La destination du lendemain constitue un vrai contraste, un choc. La nuit passée au petit port d’Ouranopoli permet toutefois d’aborder en toute quiétude le voyage vers le Mont Athos, que l’élève Erinkoglou découvrit à 16 ans, à l’occasion d’un voyage scolaire.  » Nous avons dormi dans plusieurs monastères, se souvient-il. En ce temps-là, au début des années 1970, les choses étaient rudimentaires. Il n’y avait quasi plus que de vieux moines. On se déplaçait à pied, sac sur le dos et lorsqu’on rencontrait un moine, on lui baisait la main.  » Aujourd’hui encore, c’est par bateau que l’on atteint le Mont Athos et ses dizaines de monastères.
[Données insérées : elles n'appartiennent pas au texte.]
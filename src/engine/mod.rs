// ABOUTME: Engine client layer: capability traits and the bollard implementation.
// ABOUTME: Everything above this module talks to engines through EngineApi.

mod bollard;
mod error;
mod stats;
pub mod traits;
mod types;

pub use self::bollard::BollardEngine;
pub use error::EngineError;
pub use stats::ContainerStats;
pub use traits::{ContainerOps, EngineApi, ImageOps, NetworkOps, RuntimeInfo, VolumeOps};
pub use types::{ContainerDescriptor, Document, EngineVersion, PortMapping, into_document};
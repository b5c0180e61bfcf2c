// ABOUTME: Smoke tests against a local Docker daemon through the bollard client.
// ABOUTME: Skipped when no daemon socket is reachable.

use dockfleet::compose::ComposeRunner;
use dockfleet::config::{DEFAULT_SOCKET, EndpointConfig};
use dockfleet::endpoint::{Endpoint, ErrorKind};
use dockfleet::registry::EndpointRegistry;
use std::path::Path;

/// Get a local endpoint, skipping the test if no daemon answers.
async fn local_endpoint() -> Option<Endpoint> {
    if !Path::new(DEFAULT_SOCKET).exists() {
        return None;
    }
    let config = EndpointConfig::socket(DEFAULT_SOCKET).with_name("local");
    let endpoint = Endpoint::connect(config, ComposeRunner::default()).ok()?;
    endpoint.ping().await.ok()?;
    Some(endpoint)
}

/// Skip test if no local daemon is available.
macro_rules! require_engine {
    () => {
        match local_endpoint().await {
            Some(endpoint) => endpoint,
            None => {
                eprintln!("Skipping test: no local Docker daemon found");
                return;
            }
        }
    };
}

#[tokio::test]
async fn ping_reports_a_version() {
    let endpoint = require_engine!();

    let version = endpoint.ping().await.expect("ping should succeed");

    assert!(!version.version.is_empty(), "engine version should not be empty");
    assert!(!version.api_version.is_empty());
}

#[tokio::test]
async fn listings_succeed() {
    let endpoint = require_engine!();

    let containers = endpoint.list_containers(true).await.expect("list containers");
    assert!(containers.iter().all(|c| c.endpoint.as_deref() == Some("local")));

    endpoint.list_images().await.expect("list images");
    let networks = endpoint.list_networks().await.expect("list networks");
    assert!(
        networks.iter().any(|n| n.get("Name").and_then(|v| v.as_str()) == Some("bridge")),
        "default bridge network should exist"
    );
    endpoint.list_volumes().await.expect("list volumes");
}

#[tokio::test]
async fn unknown_container_is_not_found() {
    let endpoint = require_engine!();

    let err = endpoint
        .inspect("dockfleet-definitely-missing")
        .await
        .unwrap_err();

    assert_eq!(err.kind(), ErrorKind::NotFound);
}

#[tokio::test]
async fn registry_fans_out_to_the_local_daemon() {
    let _ = require_engine!();

    let registry = EndpointRegistry::default();
    registry
        .add(EndpointConfig::socket(DEFAULT_SOCKET).with_name("local"))
        .expect("add local endpoint");

    let status = registry.status().await;
    assert_eq!(status.items.len(), 1);
    assert!(!status.diagnostics.has_failures());
}
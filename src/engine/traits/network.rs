// ABOUTME: Network and volume listing traits for engine clients.
// ABOUTME: Read-only views; results are passed through as documents.

use crate::engine::error::EngineError;
use crate::engine::types::Document;
use async_trait::async_trait;

#[async_trait]
pub trait NetworkOps: Send + Sync {
    async fn list_networks(&self) -> Result<Vec<Document>, EngineError>;
}

#[async_trait]
pub trait VolumeOps: Send + Sync {
    async fn list_volumes(&self) -> Result<Vec<Document>, EngineError>;
}
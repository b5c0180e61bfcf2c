// ABOUTME: Container operations trait for engine clients.
// ABOUTME: List, start, stop, restart, remove, inspect, logs, and stats sampling.

use crate::engine::error::EngineError;
use crate::engine::types::{ContainerDescriptor, Document};
use async_trait::async_trait;

/// Container lifecycle and observation operations.
#[async_trait]
pub trait ContainerOps: Send + Sync {
    /// List containers. Stopped containers are included when `all` is set.
    ///
    /// Descriptors come back without an `endpoint`; the owning connection
    /// fills it in.
    async fn list_containers(&self, all: bool) -> Result<Vec<ContainerDescriptor>, EngineError>;

    /// Full inspect document for a container.
    async fn inspect_container(&self, id: &str) -> Result<Document, EngineError>;

    async fn start_container(&self, id: &str) -> Result<(), EngineError>;

    async fn stop_container(&self, id: &str) -> Result<(), EngineError>;

    async fn restart_container(&self, id: &str) -> Result<(), EngineError>;

    /// Remove a container. Without `force` a running container is a conflict.
    async fn remove_container(&self, id: &str, force: bool) -> Result<(), EngineError>;

    /// Last `tail` lines of combined stdout and stderr.
    async fn container_logs(&self, id: &str, tail: u64) -> Result<String, EngineError>;

    /// One raw stats sample, carrying both the current and previous CPU readings.
    async fn container_stats(&self, id: &str) -> Result<Document, EngineError>;
}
Précisons ici que le monastère serbe de Chilandari,

qui a été fortement endommagé par l’incendie du 4 mars dernier, n’est qu’une parmi les vingt résidences majeures des moines orthodoxes de la  » sainte montagne « , encore appelée le Tibet du monde chrétien. Plusieurs églises orthodoxes se répartissent en effet l’île. Les jeunes moines russes, notamment, y sont nombreux. La traversée, qui ressemble à du cabotage, s’effectue sur l’Axion Esti, un ferry pouvant transporter des véhicules, ceux des moines et des entrepreneurs qui effectuent quantité de travaux de restauration sur la presqu’île.

Officiellement, le Mont Athos accepte 120 visiteurs par jour, et uniquement de sexe masculin. Comme l’unique bateau quotidien reprend ceux qui quittent l’île, il faut forcément y passer la nuit. Tout monastère, tout moine se doit d’offrir l’hospitalité, celle du gîte et du couvert. Cela représente une lourde charge, en sus des prières, des cultes. Pour ce faire, il faut bénéficier de rentrées. Le père Epifanios, lui, a trouvé une manière originale de générer des revenus.  » Epifanios est considéré comme un symbole, bien au-delà du monde relativement clos de ces monastères, poursuit Constantin Erinkoglou. Il est à la base de la restauration de Milopotamos (le moulin du fleuve), une  » résidence  » que les monastères ménageaient autrefois pour les moines qui devaient ou souhaitaient prendre leurs distances avec une vie trop dure, ascétique.  » Situé sur la côte orientale de la presqu’île, Milopotamos a des allures de demeure toscane avec sa tour enveloppée de grands pins parasols. L’effet de surprise ne fait que s’accroître lorsqu’on s’en approche, découvrant la baie qui baigne le domaine et ce qui pousse sur ses coteaux, en l’occurrence un jeune vignoble d’une dizaine d’années.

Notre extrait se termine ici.